# TH400 Kickdown Operation/ 67 GTO



## armyadarkness (Dec 7, 2020)

Those of you following my exploits will be familiar with my state of the union. While tweaking an resolving my 67 GTO, I've determined that the vacuum line for the TH400, may have a slight vac leak. I've had a few of these trannies over the years, but I forget their kickdown behavior. The one thing that I DO remember, is that when my 66 Lemans kicked down at the same time the 4bbl opened, it was the single moment that made me a Pontiac fan for life.

Unfortunately, that likely had more to do with luck, than tuning prowess.

I readjusted the valves on my engine and it sounds A LOT better. Makes great power, but I can tell that its not being tapped properly. I'm not overly concerned, because I still have to jet the AVS2 800, which I won't do until I weld in the AEM 02 sensor, and install the roller rockers. But I definitely don't think that the trans is shifting and kicking down as it should.

I thought that there was a cable which controlled this, but I don't have one. So is it vacuum or electric?

If I'm cruising around 10-15 MPH and mash the throttle; if it kicks down, it lights the tires and goes sideways! But if it doesnt kick down, I just watch gas $ go out the tailpipe


----------



## O52 (Jan 27, 2019)

T400s have an electric kick down solenoid that is controlled by a switch either on the carburetor or the gas pedal inside the car. 

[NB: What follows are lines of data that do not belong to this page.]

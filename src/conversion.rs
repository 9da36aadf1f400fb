use crate::resolve::{ClassResolution, ClassResolver};
use crate::types::AnnotationRecord;

/// Calculate the normalized YOLO box `(x_center, y_center, width, height)`
pub fn calculate_bounding_box(record: &AnnotationRecord) -> (f64, f64, f64, f64) {
    let box_width = record.max_x - record.min_x;
    let box_height = record.max_y - record.min_y;
    let x_center = record.min_x + box_width / 2.0;
    let y_center = record.min_y + box_height / 2.0;

    let image_width = f64::from(record.image_width);
    let image_height = f64::from(record.image_height);

    (
        x_center / image_width,
        y_center / image_height,
        box_width / image_width,
        box_height / image_height,
    )
}

/// Encode one record as a YOLO bbox line, or `None` when its class is unresolved
pub fn encode_label_line(record: &AnnotationRecord, resolution: ClassResolution) -> Option<String> {
    let class_id = resolution.index()?;
    let (x_center, y_center, width, height) = calculate_bounding_box(record);

    Some(format!(
        "{} {:.6} {:.6} {:.6} {:.6}",
        class_id, x_center, y_center, width, height
    ))
}

/// Label lines for the records of one image, in record order.
///
/// Returns the lines and the number of records that could not be resolved.
pub fn convert_to_yolo_format(
    records: &[AnnotationRecord],
    resolver: &ClassResolver,
) -> (Vec<String>, usize) {
    let mut lines = Vec::with_capacity(records.len());
    let mut unresolved = 0;

    for record in records {
        match encode_label_line(record, resolver.resolve(record)) {
            Some(line) => lines.push(line),
            None => unresolved += 1,
        }
    }

    (lines, unresolved)
}

/// Label file body: every line followed by a newline
pub fn label_file_content(lines: &[String]) -> String {
    let mut yolo_data = String::with_capacity(lines.len() * 48);
    for line in lines {
        yolo_data.push_str(line);
        yolo_data.push('\n');
    }
    yolo_data
}
use clap::{Parser, ValueEnum};
use serde::{Deserialize, Serialize};
use std::collections::HashSet;
use std::path::{Path, PathBuf};
use std::str::FromStr;

use crate::error::{DatasetError, Result};
use crate::types::Split;

/// Command-line arguments for building a YOLO dataset from an annotation export.
#[derive(Parser, Debug, Clone)]
#[command(version, long_about = None)]
pub struct Args {
    /// JSON (or JSON Lines) export of the training annotation query
    #[arg(short = 'a', long = "annotations")]
    pub annotations: PathBuf,

    /// Root directory of the uploaded source images
    #[arg(short = 'i', long = "images_root")]
    pub images_root: PathBuf,

    /// Directory the dataset is written to
    #[arg(short = 'o', long = "output_dir", default_value = "data")]
    pub output_dir: PathBuf,

    /// YAML dataset configuration; built-in defaults are used when omitted
    #[arg(short = 'c', long = "config")]
    pub config: Option<PathBuf>,

    /// Seed for the random split draw (overrides the config file)
    #[arg(long = "seed")]
    pub seed: Option<u64>,

    /// Train, val and test weights for the random split draw
    #[arg(long = "bucket_prob", value_delimiter = ',', value_parser = validate_weight)]
    pub bucket_prob: Option<Vec<f64>>,

    /// How source images are placed in the dataset
    #[arg(long = "link_mode", value_enum, default_value = "symlink")]
    pub link_mode: LinkMode,

    /// Remove existing image and label directories before building
    #[arg(long = "clean")]
    pub clean: bool,
}

// How the materializer places source images in a split directory
#[derive(Copy, Clone, PartialEq, Eq, PartialOrd, Ord, ValueEnum, Debug)]
pub enum LinkMode {
    Symlink,
    Copy,
}

// Validate that a split weight is a finite, non-negative number
fn validate_weight(s: &str) -> std::result::Result<f64, String> {
    match f64::from_str(s) {
        Ok(val) if val.is_finite() && val >= 0.0 => Ok(val),
        _ => Err("WEIGHT must be a non-negative number".to_string()),
    }
}

pub const DEFAULT_CLASSES: &[&str] = &[
    "PPPMM", // Dicot
    "PPPDD", // Monocot
    "VICFX", // Faba bean
    "PIBSA", // Field pea
    "ZEAMX", // Maize
    "SOLTU", // Potato
    "SPQOL", // Spinach
    "BEAVA", // Sugar beet
    "CIRAR", // Creeping thistle
    "BRSOL", // White cabbage
    "FAGES", // Buckwheat
    "1LUPG", // Lupinus
    "PSEZ",  // Plant stem emergence zone, not an EPPO code
];

pub const DEFAULT_PSEZ_CODE: &str = "PSEZ";

// Crops a PSEZ box has to sit inside to be kept
pub const DEFAULT_HOST_CROPS: &[&str] = &["ZEAMX", "BEAVA", "BRSOL"];

pub const DEFAULT_DICOT_CODE: &str = "PPPMM";
pub const DEFAULT_MONOCOT_CODE: &str = "PPPDD";

pub const DEFAULT_BUCKET_PROB: [f64; 3] = [0.80, 0.20, 0.0];

pub const DEFAULT_SEED: u64 = 42;

// OpenDR evaluation images
pub const DEFAULT_HELD_BACK_IMAGE_IDS: &[i64] = &[
    831621, 971110, 971112, 984201, 1028464, 1028465, 1028466, 1030259, 1030260, 1030261, 1030262,
    1030263, 1030275, 1038335, 1038338, 1038340, 1038348, 1046441, 1059091, 1074250, 1266069, 1473,
    1517, 19837, 45622, 78778, 78875, 79120, 79380, 80002, 199258, 200798, 201079, 209084, 210169,
    211563, 221553, 200955, 201061, 201180, 201662, 205943, 200519, 19980, 211360, 219383, 223811,
    237549, 238292, 238343, 238383, 238454, 238505, 263806, 264662, 276765, 269462, 269691, 454059,
    457756, 616407, 698894, 700239, 705775, 719534, 719787, 724635, 728245, 728516, 728623, 730457,
    731186, 719223, 720530, 723601, 724594, 724964, 727433, 727578, 728021, 728160, 728682, 729222,
    729406, 729424, 729799, 729949, 731542, 731753, 731797, 732787, 750833, 1039580, 1039975,
    1046361, 1048482, 1051783, 1325024, 1327434, 1351743, 1424694, 1424985, 1438760, 1441727,
    1449518, 727983, 677352, 666085, 704127, 680718, 701640, 1131874, 1131927, 1131968, 1131908,
    1131949, 1131951, 1131970, 1131884, 1448140, 1448159, 1448191, 1449134, 1448215, 1448241,
    1448277, 1448310, 1448355, 1448380, 1448426, 1448442, 1448815,
];

// Oekotek 2020-10-09 uploads, grown plants
pub const DEFAULT_FIXED_TRAIN_UPLOAD_IDS: &[i64] = &[773, 775, 776, 777, 778, 779];

// Originals of the images copied into test/debug upload 355
pub const DEFAULT_FIXED_TEST_IMAGE_IDS: &[i64] = &[
    3, 4, 849, 462, 3411, 3412, 3414, 3417, 3420, 3567, 3569, 3574, 3576, 3579, 4137, 4140, 9758,
    20542, 20544, 20546, 20547, 20549, 22013, 22551, 22552, 23562, 23617, 67060, 67062, 67066,
    67374, 76818, 77634, 78653, 78654, 78655, 95304, 95496, 238939, 238941, 238942, 376823, 376824,
    376825, 828075, 850670,
];

/// One id set per split.
#[derive(Debug, Clone, Default, PartialEq, Eq, Serialize, Deserialize)]
#[serde(default)]
pub struct SplitIds {
    pub train: HashSet<i64>,
    pub val: HashSet<i64>,
    pub test: HashSet<i64>,
}

impl SplitIds {
    /// The first split, in train/val/test order, whose set holds `id`.
    pub fn find(&self, id: i64) -> Option<Split> {
        Split::ALL.into_iter().find(|split| self.get(*split).contains(&id))
    }

    pub fn get(&self, split: Split) -> &HashSet<i64> {
        match split {
            Split::Train => &self.train,
            Split::Val => &self.val,
            Split::Test => &self.test,
        }
    }
}

/// Immutable settings for one dataset build.
#[derive(Debug, Clone, PartialEq, Serialize, Deserialize)]
#[serde(default)]
pub struct DatasetConfig {
    /// Ordered class codes; the position is the YOLO class index
    pub classes: Vec<String>,
    pub psez_code: String,
    pub host_crops: Vec<String>,
    pub dicot_code: String,
    pub monocot_code: String,
    pub held_back_image_ids: HashSet<i64>,
    pub fixed_uploads: SplitIds,
    pub fixed_images: SplitIds,
    pub bucket_prob: [f64; 3],
    pub seed: u64,
}

impl Default for DatasetConfig {
    fn default() -> Self {
        Self {
            classes: DEFAULT_CLASSES.iter().map(|c| c.to_string()).collect(),
            psez_code: DEFAULT_PSEZ_CODE.to_string(),
            host_crops: DEFAULT_HOST_CROPS.iter().map(|c| c.to_string()).collect(),
            dicot_code: DEFAULT_DICOT_CODE.to_string(),
            monocot_code: DEFAULT_MONOCOT_CODE.to_string(),
            held_back_image_ids: DEFAULT_HELD_BACK_IMAGE_IDS.iter().copied().collect(),
            fixed_uploads: SplitIds {
                train: DEFAULT_FIXED_TRAIN_UPLOAD_IDS.iter().copied().collect(),
                ..SplitIds::default()
            },
            fixed_images: SplitIds {
                test: DEFAULT_FIXED_TEST_IMAGE_IDS.iter().copied().collect(),
                ..SplitIds::default()
            },
            bucket_prob: DEFAULT_BUCKET_PROB,
            seed: DEFAULT_SEED,
        }
    }
}

impl DatasetConfig {
    /// Load a YAML config file; keys left out keep their defaults.
    pub fn from_yaml(path: impl AsRef<Path>) -> Result<Self> {
        let contents = std::fs::read_to_string(path.as_ref())?;
        let config: DatasetConfig = serde_yaml::from_str(&contents)?;
        config.validate()?;
        Ok(config)
    }

    /// Build the config for a CLI invocation: file (or defaults), then flags.
    pub fn from_args(args: &Args) -> Result<Self> {
        let mut config = match &args.config {
            Some(path) => Self::from_yaml(path)?,
            None => Self::default(),
        };
        if let Some(seed) = args.seed {
            config.seed = seed;
        }
        if let Some(prob) = &args.bucket_prob {
            config.bucket_prob = <[f64; 3]>::try_from(prob.as_slice()).map_err(|_| {
                DatasetError::InvalidConfig(format!(
                    "bucket_prob needs 3 weights, got {}",
                    prob.len()
                ))
            })?;
        }
        config.validate()?;
        Ok(config)
    }

    pub fn validate(&self) -> Result<()> {
        if self.classes.is_empty() {
            return Err(DatasetError::InvalidConfig(
                "the class list is empty".to_string(),
            ));
        }
        if self.bucket_prob.iter().any(|w| !w.is_finite() || *w < 0.0) {
            return Err(DatasetError::InvalidConfig(format!(
                "bucket_prob weights must be finite and non-negative: {:?}",
                self.bucket_prob
            )));
        }
        if self.bucket_prob.iter().sum::<f64>() <= 0.0 {
            return Err(DatasetError::InvalidConfig(
                "bucket_prob weights sum to zero".to_string(),
            ));
        }
        Ok(())
    }
}
use std::path::PathBuf;
use thiserror::Error;

/// Errors that abort a dataset build.
///
/// Per-annotation misses (unknown class codes, unmatched PSEZ boxes) and
/// missing source images are not errors; they are counted in
/// [`ProcessingStats`](crate::types::ProcessingStats).
#[derive(Debug, Error)]
pub enum DatasetError {
    #[error("I/O error: {0}")]
    Io(#[from] std::io::Error),

    #[error("Failed to parse annotation export {path}: {source}")]
    Json {
        path: PathBuf,
        #[source]
        source: serde_json::Error,
    },

    #[error("YAML error: {0}")]
    Yaml(#[from] serde_yaml::Error),

    #[error("Malformed annotation record {id}: {reason}")]
    MalformedRecord { id: i64, reason: String },

    #[error("Invalid configuration: {0}")]
    InvalidConfig(String),
}

pub type Result<T> = std::result::Result<T, DatasetError>;
impl Materializer for FsMaterializer {
    fn link_image(&self, plan: &ImagePlan) -> Result<Option<PathBuf>> {
        let Some(source) = self.find_source_image(plan.upload_id, &plan.file_name) else {
            warn!(
                "Could not find source image for ID: {}, filename: {}",
                plan.image_id, plan.file_name
            );
            return Ok(None);
        };

        let mut destination = self
            .output_dirs
            .images_dir(plan.split)
            .join(plan.image_id.to_string());
        if let Some(ext) = source.extension() {
            if !IMG_FORMATS
                .iter()
                .any(|known| ext.to_string_lossy().eq_ignore_ascii_case(known))
            {
                warn!("Unexpected image extension for {}", source.display());
            }
            destination.set_extension(ext);
        }

        self.remove_from_other_splits(plan.image_id, plan.split, source.extension())?;

        // symlink_metadata also sees dangling links left by an earlier run
        if destination.symlink_metadata().is_ok() {
            debug!("Destination already exists: {}", destination.display());
        } else {
            self.place_image(&source, &destination)?;
        }
        Ok(Some(destination))
    }

    fn write_labels(&self, image_path: &Path, label_lines: &[String]) -> Result<PathBuf> {
        let label_path = label_path_for_image(image_path);
        let mut writer = BufWriter::new(File::create(&label_path)?);
        writer.write_all(label_file_content(label_lines).as_bytes())?;
        writer.flush()?;
        Ok(label_path)
    }
}

#[cfg(unix)]
fn symlink_file(source: &Path, destination: &Path) -> std::io::Result<()> {
    std::os::unix::fs::symlink(source, destination)
}

#[cfg(windows)]
fn symlink_file(source: &Path, destination: &Path) -> std::io::Result<()> {
    std::os::windows::fs::symlink_file(source, destination)
}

T400 still has a vacuum modulator for normal shifting.

Photo from my El Camino


----------



## armyadarkness (Dec 7, 2020)

O52 said:


> T400s have an electric kick down solenoid that is controlled by a switch either on the carburetor or the gas pedal inside the car.
> 
> T400 still has a vacuum modulator for normal shifting.
> 
> ...


So kickdown is electric only, and not vacuum related? Is operation adjustable?


----------



## O52 (Jan 27, 2019)

The switch is adjustable. But there's not to much there to adjust.

Photos from PY forums





Gas Pedal Bracket - PY Online Forums - Bringing the Pontiac Hobby Together


Gas Pedal Bracket 66-67 GTO Tempest & LeMans TECH



forums.maxperformanceinc.com


----------



## armyadarkness (Dec 7, 2020)

My issues are that under normal driving conditions, it shifts into second almost instantly, and then kickdown is inconsistent. Oddly enough, there's a disconnected wire in the vicinity of that switch! In my vette, the PO bypassed almost every switch on the car, so I simply never bothered to investigate.


----------



## O52 (Jan 27, 2019)

My El Camino shifted into second at about 10 mph under light throttle which was considered normal. You can adjust your shift points but I'll leave that to someone with more knowledge in that regard.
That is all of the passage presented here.